BEGIN Data provided

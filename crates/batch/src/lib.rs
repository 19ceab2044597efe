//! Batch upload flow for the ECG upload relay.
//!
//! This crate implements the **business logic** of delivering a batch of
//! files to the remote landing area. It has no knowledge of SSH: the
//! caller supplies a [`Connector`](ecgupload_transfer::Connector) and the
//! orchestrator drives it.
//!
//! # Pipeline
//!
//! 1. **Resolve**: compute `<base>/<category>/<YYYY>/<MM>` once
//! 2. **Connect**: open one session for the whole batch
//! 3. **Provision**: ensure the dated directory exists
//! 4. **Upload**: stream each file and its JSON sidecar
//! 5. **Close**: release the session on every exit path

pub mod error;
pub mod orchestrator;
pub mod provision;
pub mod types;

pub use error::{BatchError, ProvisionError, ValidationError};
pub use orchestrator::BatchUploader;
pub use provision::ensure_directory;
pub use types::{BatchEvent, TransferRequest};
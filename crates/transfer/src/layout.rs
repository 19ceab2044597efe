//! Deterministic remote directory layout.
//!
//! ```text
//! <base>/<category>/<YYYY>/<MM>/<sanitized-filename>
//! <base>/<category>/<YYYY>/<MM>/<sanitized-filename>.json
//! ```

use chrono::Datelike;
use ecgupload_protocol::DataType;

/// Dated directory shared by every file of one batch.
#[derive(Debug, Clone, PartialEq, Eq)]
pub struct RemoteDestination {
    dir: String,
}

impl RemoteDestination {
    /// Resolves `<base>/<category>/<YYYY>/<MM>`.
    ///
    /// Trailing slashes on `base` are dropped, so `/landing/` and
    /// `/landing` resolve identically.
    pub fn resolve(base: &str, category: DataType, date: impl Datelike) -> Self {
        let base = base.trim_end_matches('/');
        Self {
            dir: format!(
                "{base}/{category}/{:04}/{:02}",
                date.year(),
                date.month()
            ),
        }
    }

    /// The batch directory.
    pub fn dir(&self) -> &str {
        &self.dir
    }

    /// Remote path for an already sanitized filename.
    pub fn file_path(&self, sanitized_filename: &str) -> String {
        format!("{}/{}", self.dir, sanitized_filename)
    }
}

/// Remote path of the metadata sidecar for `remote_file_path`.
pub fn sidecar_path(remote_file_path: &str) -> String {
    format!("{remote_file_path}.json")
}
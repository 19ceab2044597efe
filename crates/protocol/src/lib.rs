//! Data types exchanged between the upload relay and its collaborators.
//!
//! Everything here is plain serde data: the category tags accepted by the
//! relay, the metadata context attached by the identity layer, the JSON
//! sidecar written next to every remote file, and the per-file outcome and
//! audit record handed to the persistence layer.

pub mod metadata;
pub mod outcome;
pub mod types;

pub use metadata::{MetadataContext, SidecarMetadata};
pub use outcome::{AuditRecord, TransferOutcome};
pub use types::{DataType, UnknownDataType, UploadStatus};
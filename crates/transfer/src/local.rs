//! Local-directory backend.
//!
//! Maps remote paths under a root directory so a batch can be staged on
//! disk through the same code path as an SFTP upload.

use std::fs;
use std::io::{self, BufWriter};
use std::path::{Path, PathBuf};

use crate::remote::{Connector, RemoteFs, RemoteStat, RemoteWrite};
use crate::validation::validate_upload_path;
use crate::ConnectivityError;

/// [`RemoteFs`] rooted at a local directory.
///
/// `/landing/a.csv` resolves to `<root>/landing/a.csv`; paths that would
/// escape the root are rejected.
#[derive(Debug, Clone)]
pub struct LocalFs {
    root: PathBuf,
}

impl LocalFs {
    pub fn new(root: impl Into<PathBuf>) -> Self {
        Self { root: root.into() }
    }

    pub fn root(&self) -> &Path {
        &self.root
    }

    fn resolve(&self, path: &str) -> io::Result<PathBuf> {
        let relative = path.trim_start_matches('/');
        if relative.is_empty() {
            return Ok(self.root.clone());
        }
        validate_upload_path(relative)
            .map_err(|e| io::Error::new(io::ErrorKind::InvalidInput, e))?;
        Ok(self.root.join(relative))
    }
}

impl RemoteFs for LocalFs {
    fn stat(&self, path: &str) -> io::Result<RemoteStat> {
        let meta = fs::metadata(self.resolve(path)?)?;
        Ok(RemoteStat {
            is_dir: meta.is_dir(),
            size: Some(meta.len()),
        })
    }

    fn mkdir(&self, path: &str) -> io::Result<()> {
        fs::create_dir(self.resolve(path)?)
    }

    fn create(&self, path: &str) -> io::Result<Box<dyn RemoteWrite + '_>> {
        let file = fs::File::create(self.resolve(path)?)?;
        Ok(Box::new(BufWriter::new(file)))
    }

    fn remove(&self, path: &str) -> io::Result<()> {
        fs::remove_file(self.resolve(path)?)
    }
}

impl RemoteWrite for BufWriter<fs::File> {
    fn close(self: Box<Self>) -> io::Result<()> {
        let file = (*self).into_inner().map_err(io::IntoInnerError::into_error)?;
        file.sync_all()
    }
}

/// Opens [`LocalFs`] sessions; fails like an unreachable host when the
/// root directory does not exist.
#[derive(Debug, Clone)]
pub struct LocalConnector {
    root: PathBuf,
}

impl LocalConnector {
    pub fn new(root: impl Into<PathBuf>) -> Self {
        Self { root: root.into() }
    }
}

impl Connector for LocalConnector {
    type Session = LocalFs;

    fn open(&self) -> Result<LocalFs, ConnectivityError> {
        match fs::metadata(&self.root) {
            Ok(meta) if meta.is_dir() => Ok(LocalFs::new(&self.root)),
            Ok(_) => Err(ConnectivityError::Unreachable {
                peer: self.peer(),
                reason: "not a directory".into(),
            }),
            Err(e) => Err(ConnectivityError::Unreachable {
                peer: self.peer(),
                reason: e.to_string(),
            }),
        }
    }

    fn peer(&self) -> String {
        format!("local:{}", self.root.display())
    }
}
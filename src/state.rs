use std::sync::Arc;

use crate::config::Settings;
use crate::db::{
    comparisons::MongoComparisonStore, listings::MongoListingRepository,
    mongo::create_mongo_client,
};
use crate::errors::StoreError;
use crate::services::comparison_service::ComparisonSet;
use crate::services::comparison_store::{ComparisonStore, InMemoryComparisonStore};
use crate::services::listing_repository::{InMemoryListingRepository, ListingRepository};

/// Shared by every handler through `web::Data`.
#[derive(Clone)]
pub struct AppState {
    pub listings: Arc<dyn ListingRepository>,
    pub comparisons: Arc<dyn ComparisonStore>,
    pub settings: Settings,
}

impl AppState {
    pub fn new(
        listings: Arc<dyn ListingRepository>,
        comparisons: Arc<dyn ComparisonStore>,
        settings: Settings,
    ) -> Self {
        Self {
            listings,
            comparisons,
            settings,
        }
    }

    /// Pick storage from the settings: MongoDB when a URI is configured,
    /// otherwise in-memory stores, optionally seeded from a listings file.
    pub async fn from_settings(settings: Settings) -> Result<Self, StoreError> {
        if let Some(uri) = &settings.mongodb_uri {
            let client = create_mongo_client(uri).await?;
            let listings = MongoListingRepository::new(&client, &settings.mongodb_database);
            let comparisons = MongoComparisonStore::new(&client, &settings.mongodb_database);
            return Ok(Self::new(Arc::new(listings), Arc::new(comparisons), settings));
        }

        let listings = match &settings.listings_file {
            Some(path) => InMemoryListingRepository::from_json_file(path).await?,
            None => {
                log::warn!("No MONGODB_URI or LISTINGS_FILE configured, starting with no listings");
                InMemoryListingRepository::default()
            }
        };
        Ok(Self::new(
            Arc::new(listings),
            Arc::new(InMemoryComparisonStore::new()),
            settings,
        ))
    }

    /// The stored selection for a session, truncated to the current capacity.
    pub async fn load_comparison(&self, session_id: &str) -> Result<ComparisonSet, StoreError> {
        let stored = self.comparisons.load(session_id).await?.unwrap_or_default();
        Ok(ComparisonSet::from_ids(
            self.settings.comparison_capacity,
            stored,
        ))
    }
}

END Data provided

What this task involves:
In exact wording, restate the lines of the data above from the first through the one holding "dated directory exists", and stop after that line.

Solved problem:
filename crates/batch/src/lib.rs
repository 19ceab2044597efe
//! Batch upload flow for the ECG upload relay.
//!
//! This crate implements the **business logic** of delivering a batch of
//! files to the remote landing area. It has no knowledge of SSH: the
//! caller supplies a [`Connector`](ecgupload_transfer::Connector) and the
//! orchestrator drives it.
//!
//! # Pipeline
//!
//! 1. **Resolve**: compute `<base>/<category>/<YYYY>/<MM>` once
//! 2. **Connect**: open one session for the whole batch
//! 3. **Provision**: ensure the dated directory exists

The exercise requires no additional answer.